Arazi niteliğindeki Korucuk köyü 3 parsel sayılı taşınmaza net geliri esas alınarak değer biçilmesinde, taşınmaz malın niteliği, tamamının yüzölçümü, geometrik durumu ve boru hattı güzergahı dikkate alınarak değer düşüklüğü oranı belirtilmek suretiyle irtifak hakkı karşılığının tespit edilmesinde yöntem itibariyle bir isabetsizlik görülmemiştir.

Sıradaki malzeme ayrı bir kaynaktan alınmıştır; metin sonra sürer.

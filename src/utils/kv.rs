//! Value → label lookup for option lists (select boxes, status columns)

use serde::{Deserialize, Serialize};

/// Label returned when no option carries the queried value
pub const NOT_FOUND_LABEL: &str = "no matching value";

#[derive(Serialize, Deserialize, Clone, Debug, PartialEq)]
pub struct LabelOption<T> {
    pub value: T,
    pub label: String,
}

impl<T> LabelOption<T> {
    pub fn new(value: T, label: impl Into<String>) -> Self {
        Self {
            value,
            label: label.into(),
        }
    }
}

/// Label of the first option whose value equals `value`, or [`NOT_FOUND_LABEL`].
pub fn label_by_value<'a, T: PartialEq>(value: &T, options: &'a [LabelOption<T>]) -> &'a str {
    options
        .iter()
        .find(|option| option.value == *value)
        .map(|option| option.label.as_str())
        .unwrap_or(NOT_FOUND_LABEL)
}
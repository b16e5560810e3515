//! Shared helpers for WASM API operations
//!
//! Console logging macros, serde conversion to and from `JsValue`, and
//! error conversion for everything exposed to JavaScript.

use wasm_bindgen::prelude::*;
use serde::de::DeserializeOwned;
use serde::Serialize;

// ============================================================================
// Console output
// ============================================================================

#[wasm_bindgen]
extern "C" {
    #[wasm_bindgen(js_namespace = console, js_name = log)]
    fn console_log(s: &str);

    #[wasm_bindgen(js_namespace = console, js_name = info)]
    fn console_info(s: &str);

    #[wasm_bindgen(js_namespace = console, js_name = warn)]
    fn console_warn(s: &str);

    #[wasm_bindgen(js_namespace = console, js_name = error)]
    fn console_error(s: &str);
}

/// Console channel for API-layer messages
#[derive(Debug, Clone, Copy, PartialEq, Eq)]
pub enum ConsoleLevel {
    Debug,
    Info,
    Warn,
    Error,
}

/// Write `msg` to the browser console with the `[WASM]` tag for `level`
pub fn console(level: ConsoleLevel, msg: &str) {
    match level {
        ConsoleLevel::Debug => console_log(&format!("[WASM] {}", msg)),
        ConsoleLevel::Info => console_info(&format!("[WASM] {}", msg)),
        ConsoleLevel::Warn => console_warn(&format!("[WASM] ⚠️ {}", msg)),
        ConsoleLevel::Error => console_error(&format!("[WASM] ❌ {}", msg)),
    }
}

#[macro_export]
macro_rules! wasm_log {
    ($($arg:tt)*) => {
        $crate::api::helpers::console($crate::api::helpers::ConsoleLevel::Debug, &format!($($arg)*))
    };
}

#[macro_export]
macro_rules! wasm_info {
    ($($arg:tt)*) => {
        $crate::api::helpers::console($crate::api::helpers::ConsoleLevel::Info, &format!($($arg)*))
    };
}

#[macro_export]
macro_rules! wasm_warn {
    ($($arg:tt)*) => {
        $crate::api::helpers::console($crate::api::helpers::ConsoleLevel::Warn, &format!($($arg)*))
    };
}

#[macro_export]
macro_rules! wasm_error {
    ($($arg:tt)*) => {
        $crate::api::helpers::console($crate::api::helpers::ConsoleLevel::Error, &format!($($arg)*))
    };
}

// ============================================================================
// Serialization/Deserialization Helpers
// ============================================================================

/// Deserialize a value from JavaScript with automatic error handling
pub fn deserialize<T: DeserializeOwned>(
    value: JsValue,
    error_context: &str,
) -> Result<T, JsValue> {
    serde_wasm_bindgen::from_value(value).map_err(|e| {
        let msg = format!("{}: {}", error_context, e);
        crate::wasm_error!("{}", msg);
        JsValue::from_str(&msg)
    })
}

/// Deserialize an optional argument, falling back to `T::default()` for
/// `undefined` and `null`
pub fn deserialize_or_default<T: DeserializeOwned + Default>(
    value: JsValue,
    error_context: &str,
) -> Result<T, JsValue> {
    if value.is_undefined() || value.is_null() {
        return Ok(T::default());
    }
    deserialize(value, error_context)
}

/// Serialize a value to JavaScript with automatic error handling
pub fn serialize<T: Serialize>(value: &T, error_context: &str) -> Result<JsValue, JsValue> {
    // Plain objects rather than Maps, so JS callers can use dot access
    let serializer = serde_wasm_bindgen::Serializer::json_compatible();
    value.serialize(&serializer).map_err(|e| {
        let msg = format!("{}: {}", error_context, e);
        crate::wasm_error!("{}", msg);
        JsValue::from_str(&msg)
    })
}

// ============================================================================
// Result Conversion Helpers
// ============================================================================

/// Log an error and convert it to a JsValue
pub fn js_error(err: impl std::fmt::Display) -> JsValue {
    let msg = err.to_string();
    crate::wasm_error!("{}", msg);
    JsValue::from_str(&msg)
}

Ancak;
1)Sulu tarım arazisi niteliğindeki taşınmazın değeri belirlenirken Dairemizin yerleşmiş uygulamalarına göre % 4 oranında kapitalizasyon faizi uygulanması gerekirken, bu oranın % 5 olarak kabulü ile az bedel tespiti,
2)4646 sayılı … Piyasası Kanununun 12/A maddesi gereğince kullanma hakkının davacı idareye ait olduğu belirtilerek irtifak hakkının Hazine adına tescil edilmesi gerektiği gözetilmeden davacı idare adına tesciline karar verilmesi,
3)Davanın niteliği gereği kendini vekille temsil ettiren davalı lehine karar tarihinde yürürlükte bulunan maktu vekalet ücretine hükmedilmesi ve davacı idarenin harçtan sorumlu tutulması gerekirken, davalı lehine vekalet ücretine hükmedilmemesi ve davalının harçtan muaf olduğundan bahisle harç alınmasına yer olmadığına ilişkin hüküm kurularak davacı idarenin harçtan sorumlu tutulmaması,
4)2942 sayılı Kamulaştırma Kanununun 10. maddesine 6459 sayılı Yasanın 6. maddesi ile eklenen hüküm uyarınca, dava dört ay içerisinde sonuçlandırılamadığından, Anayasa Mahkemesi’nin 19.12.2013 tarih ve 2013/817 başvuru numaralı 1. bölüm kararı da göz önüne alınarak, kamulaştırma bedeline 22.11.2008 tarihinden, karar tarihine kadar geçen süre için yasal faiz yürütülmesi gerektiğinin düşünülmemesi,
Doğru olmadığı gibi;
5)7139 sayılı Kanunla değişik Kamulaştırma Kanununun 10/8 fıkrası gereğince, bozma sonrası bankaya hak sahibi adına yatırılacak bedelde artış olması halinde bu kısım için; 7139 sayılı Kanun ile yapılan değişiklik hükümlerine göre işlem yapılması gerektiğinden,
Hükmün yukarıda açıklanan gerekçelerle davalı Hazine vekilinin temyiz isteminin kabulü ile BOZULMASINA, 10/02/2020 gününde oybirliğiyle karar verildi.